Paper No. 9
Presentation Time: 9:00 AM-6:00 PM

DETRITAL GEOCHRONOLOGIC RECORD OF JURASSIC OCEANIC ARC GENESIS, ARC-CONTINENT COLLISION, AND CRETACEOUS CONSTRUCTION OF A CONTINENTAL ARC IN A FOREARC BASIN, MATANUSKA VALLEY-TALKEETNA MOUNTAINS, ALASKA


STEVENS, Andrea L., Department of Geosciences, University of Arizona, 1040 E. 4th Street, Tucson, AZ 85721, RIDGWAY, Kenneth D., Department of Earth, Atmospheric, and Planetary Sciences, Purdue University, 550 Stadium Mall Drive, West Lafayette, IN 47907 and TROP, Jeffrey M., Dept. of Geology, Bucknell University, 701 Moore Avenue, Lewisburg, PA 17837, andreastevens@email.arizona.edu

Forearc basin strata provide a rich archive of tectonic processes along active convergent margins. The Mesozoic Matanuska Valley-Talkeetna Mountains (MVTM) forearc basin in southern Alaska contains one of the best-preserved records of an intraoceanic arc-continent collision. This study uses the U-Pb ages of detrital zircons in the MVTM forearc basin strata to document convergent margin processes during precollisional, collisional, and postcollisional stages. The precollisional stage is recorded in the Lower to Upper Jurassic Talkeetna, Tuxedni, and Naknek Formations, which exhibit unimodal detrital zircon ages of 175, 167, and 151 Ma, respectively.
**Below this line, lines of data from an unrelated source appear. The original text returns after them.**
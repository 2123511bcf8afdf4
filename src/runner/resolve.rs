//! Option and argument resolution
//!
//! Values are resolved in declaration order. Each option takes the first of:
//! an override, its environment binding, the first default candidate whose
//! conditions hold, or the zero value of its type. Defaults only see values
//! resolved before them.

use crate::config::schema::option_reference_error;
use crate::config::{Arg, DefaultSource, OptionType, OrderedMap, Task, TaskOption};
use crate::error::{ConfigError, ConfigResult, InterpolationError};
use crate::runner::{
    capture_command, evaluate_conditions, interpolate, resolve_when_list, Builtins, Context,
    Layers, Lookup,
};
use std::collections::BTreeMap;
use tracing::trace;

/// Scope label used in errors about global options
pub const GLOBAL_SCOPE: &str = "global options";

/// Where a resolved value came from
#[derive(Debug, Clone, Copy, PartialEq, Eq)]
pub enum ValueSource {
    /// A CLI flag, positional argument or dependency override
    Override,
    /// The option's environment binding
    Environment,
    /// A default candidate or the type's zero value
    Default,
}

/// A resolved value
#[derive(Debug, Clone, PartialEq, Eq)]
pub struct Binding {
    pub value: String,
    pub source: ValueSource,
}

impl Binding {
    pub fn new(value: impl Into<String>, source: ValueSource) -> Self {
        Binding {
            value: value.into(),
            source,
        }
    }
}

/// Resolved values visible to one task instance, in resolution order
#[derive(Debug, Clone, Default, PartialEq)]
pub struct Bindings(OrderedMap<Binding>);

impl Bindings {
    pub fn new() -> Self {
        Self::default()
    }

    pub fn get(&self, name: &str) -> Option<&Binding> {
        self.0.get(name)
    }

    pub fn value(&self, name: &str) -> Option<&str> {
        self.get(name).map(|b| b.value.as_str())
    }

    /// Whether `name` was given explicitly rather than defaulted
    pub fn is_set(&self, name: &str) -> bool {
        self.get(name)
            .map(|b| b.source != ValueSource::Default)
            .unwrap_or(false)
    }

    pub fn insert(&mut self, name: impl Into<String>, binding: Binding) {
        self.0.insert(name.into(), binding);
    }

    pub fn iter(&self) -> impl Iterator<Item = (&str, &Binding)> {
        self.0.iter()
    }

    pub fn len(&self) -> usize {
        self.0.len()
    }

    pub fn is_empty(&self) -> bool {
        self.0.is_empty()
    }
}

impl Lookup for Bindings {
    fn lookup(&self, name: &str) -> Option<&str> {
        self.value(name)
    }
}

/// Human-readable scope label for a task
pub fn task_scope(name: &str) -> String {
    format!("task '{}'", name)
}

/// Resolve the global options
pub fn resolve_globals(
    options: &OrderedMap<TaskOption>,
    overrides: &BTreeMap<String, String>,
    builtins: &Builtins,
    ctx: &Context,
) -> ConfigResult<Bindings> {
    let scope = OptionScope {
        label: GLOBAL_SCOPE.to_string(),
        options,
        builtins,
        ctx,
    };
    scope.resolve(overrides, Bindings::new())
}

/// Resolve a task's args and options on top of the global values
///
/// `builtins` should already carry the task name.
pub fn resolve_task(
    name: &str,
    task: &Task,
    args: &[String],
    overrides: &BTreeMap<String, String>,
    globals: &Bindings,
    builtins: &Builtins,
    ctx: &Context,
) -> ConfigResult<Bindings> {
    let mut bindings = globals.clone();
    resolve_args(name, &task.args, args, &mut bindings)?;

    let scope = OptionScope {
        label: task_scope(name),
        options: &task.options,
        builtins,
        ctx,
    };
    scope.resolve(overrides, bindings)
}

fn resolve_args(
    task: &str,
    declared: &OrderedMap<Arg>,
    values: &[String],
    bindings: &mut Bindings,
) -> ConfigResult<()> {
    if declared.len() != values.len() {
        return Err(ConfigError::ArgumentCount {
            task: task.to_string(),
            expected: declared.len(),
            actual: values.len(),
        });
    }

    for ((name, arg), raw) in declared.iter().zip(values) {
        let value = normalize_value(name, arg.arg_type, &arg.values, raw)?;
        bindings.insert(name, Binding::new(value, ValueSource::Override));
    }

    Ok(())
}

/// The options of one scope and what their defaults can see
struct OptionScope<'a> {
    label: String,
    options: &'a OrderedMap<TaskOption>,
    builtins: &'a Builtins,
    ctx: &'a Context,
}

impl OptionScope<'_> {
    fn resolve(
        &self,
        overrides: &BTreeMap<String, String>,
        mut bindings: Bindings,
    ) -> ConfigResult<Bindings> {
        if let Some(name) = overrides.keys().find(|k| !self.options.contains_key(k)) {
            return Err(ConfigError::UnknownOverride {
                scope: self.label.clone(),
                name: name.clone(),
            });
        }

        for (index, (name, option)) in self.options.iter().enumerate() {
            let binding = self.resolve_one(index, name, option, overrides, &bindings)?;
            trace!(scope = %self.label, option = name, value = %binding.value, source = ?binding.source, "resolved option");
            bindings.insert(name, binding);
        }

        Ok(bindings)
    }

    fn resolve_one(
        &self,
        index: usize,
        name: &str,
        option: &TaskOption,
        overrides: &BTreeMap<String, String>,
        bindings: &Bindings,
    ) -> ConfigResult<Binding> {
        let (raw, source) = if let Some(value) = overrides.get(name) {
            if option.private {
                return Err(ConfigError::PrivateOption {
                    scope: self.label.clone(),
                    option: name.to_string(),
                });
            }
            (Some(value.clone()), ValueSource::Override)
        } else if let Some(value) = option
            .environment
            .as_deref()
            .and_then(|var| self.ctx.env_var(var))
        {
            (Some(value), ValueSource::Environment)
        } else if option.required {
            return Err(ConfigError::RequiredOption {
                scope: self.label.clone(),
                option: name.to_string(),
            });
        } else {
            (self.compute_default(index, name, option, bindings)?, ValueSource::Default)
        };

        let value = match raw {
            Some(raw) => normalize_value(name, option.option_type, &option.values, &raw)?,
            None => zero_value(option.option_type).to_string(),
        };
        let value = match (&option.rewrite, option.option_type) {
            (Some(rewrite), OptionType::Bool) if value == "true" => rewrite.clone(),
            (Some(_), OptionType::Bool) => String::new(),
            _ => value,
        };

        Ok(Binding::new(value, source))
    }

    /// The value of the first default candidate whose conditions hold, if any
    fn compute_default(
        &self,
        index: usize,
        name: &str,
        option: &TaskOption,
        bindings: &Bindings,
    ) -> ConfigResult<Option<String>> {
        let vars = Layers(vec![self.builtins as &dyn Lookup, bindings]);
        let reference_error = |e: InterpolationError| self.reference_error(index, name, e);
        let command_error = |source| ConfigError::DefaultCommand {
            option: name.to_string(),
            source,
        };

        for candidate in option.default.iter() {
            let conditions = resolve_when_list(&candidate.when, &vars).map_err(reference_error)?;
            if !evaluate_conditions(&conditions, bindings, self.ctx).map_err(command_error)? {
                continue;
            }

            let text = interpolate(candidate.source.template(), &vars).map_err(reference_error)?;
            let value = match candidate.source {
                DefaultSource::Value(_) => text,
                DefaultSource::Command(_) => capture_command(&text, self.ctx).map_err(command_error)?,
            };
            return Ok(Some(value));
        }

        Ok(None)
    }

    fn reference_error(&self, index: usize, name: &str, err: InterpolationError) -> ConfigError {
        let InterpolationError::UndefinedVariable(var) = err;
        option_reference_error(&self.label, self.options, index, name, &var)
    }
}

/// Value used when nothing else applies
pub fn zero_value(option_type: OptionType) -> &'static str {
    match option_type {
        OptionType::Bool => "false",
        OptionType::Int | OptionType::Float => "0",
        OptionType::String => "",
    }
}

/// Check a value against its type and allowed values
///
/// Bool values are normalized to `true` or `false`.
pub fn normalize_value(
    name: &str,
    option_type: OptionType,
    allowed: &[String],
    raw: &str,
) -> ConfigResult<String> {
    let invalid = |reason: String| ConfigError::InvalidValue {
        name: name.to_string(),
        value: raw.to_string(),
        reason,
    };

    let value = match option_type {
        OptionType::String => raw.to_string(),
        OptionType::Bool => parse_bool(raw)
            .ok_or_else(|| invalid("expected a boolean".to_string()))?
            .to_string(),
        OptionType::Int => {
            let trimmed = raw.trim();
            trimmed
                .parse::<i64>()
                .map_err(|_| invalid("expected an integer".to_string()))?;
            trimmed.to_string()
        }
        OptionType::Float => {
            let trimmed = raw.trim();
            trimmed
                .parse::<f64>()
                .map_err(|_| invalid("expected a number".to_string()))?;
            trimmed.to_string()
        }
    };

    if !allowed.is_empty() && !allowed.iter().any(|v| v == &value) {
        return Err(invalid(format!("must be one of: {}", allowed.join(", "))));
    }

    Ok(value)
}

fn parse_bool(raw: &str) -> Option<bool> {
    match raw.trim().to_ascii_lowercase().as_str() {
        "true" | "t" | "1" | "yes" => Some(true),
        "false" | "f" | "0" | "no" | "" => Some(false),
        _ => None,
    }
}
Integration of these detrital ages with published geochronologic ages from adjacent oceanic arc plutons shows that the youngest population of detrital zircon ages preserved in forearc strata approximates the age of progressively younger igneous rocks that were emplaced into the arc edifice, eroded, and transported into the forearc basin. The onset of the collisional stage in the MVTM basin is marked by an upsection increase in coarse-grained clastic detritus in the Upper Jurassic Naknek Fm., an angular unconformity between the Naknek Fm. and overlying Cretaceous Matanuska Fm., and a magmatic hiatus documented by a paucity of 145-100 Ma detrital zircon grains in the sampled Mesozoic sandstone. The postcollisional stage, recorded in the Cretaceous Matanuska Fm., is characterized by a broader distribution of detrital zircon ages, including a dominant Late Cretaceous mode (ca. 95–75 Ma) sourced from a newly established continental arc, a subordinate Jurassic population reflecting continued erosion of the accreted, exhumed oceanic arc, and sparse Paleozoic-Precambrian ages transported from retroarc continental sources. Recent studies reveal similar broadening of detrital zircon ages in the adjacent Chugach accretionary prism from Jurassic to Cretaceous time. Analyzing the Mesozoic detrital zircon record of the MVTM forearc basin strata documents a protracted record of the growth of an intraoceanic arc-forearc basin system, arc collision, and development of a continental arc-forearc basin system. Our findings provide a template to evaluate links between magmatic arc-forearc basin systems and collisional processes along convergent plate boundaries.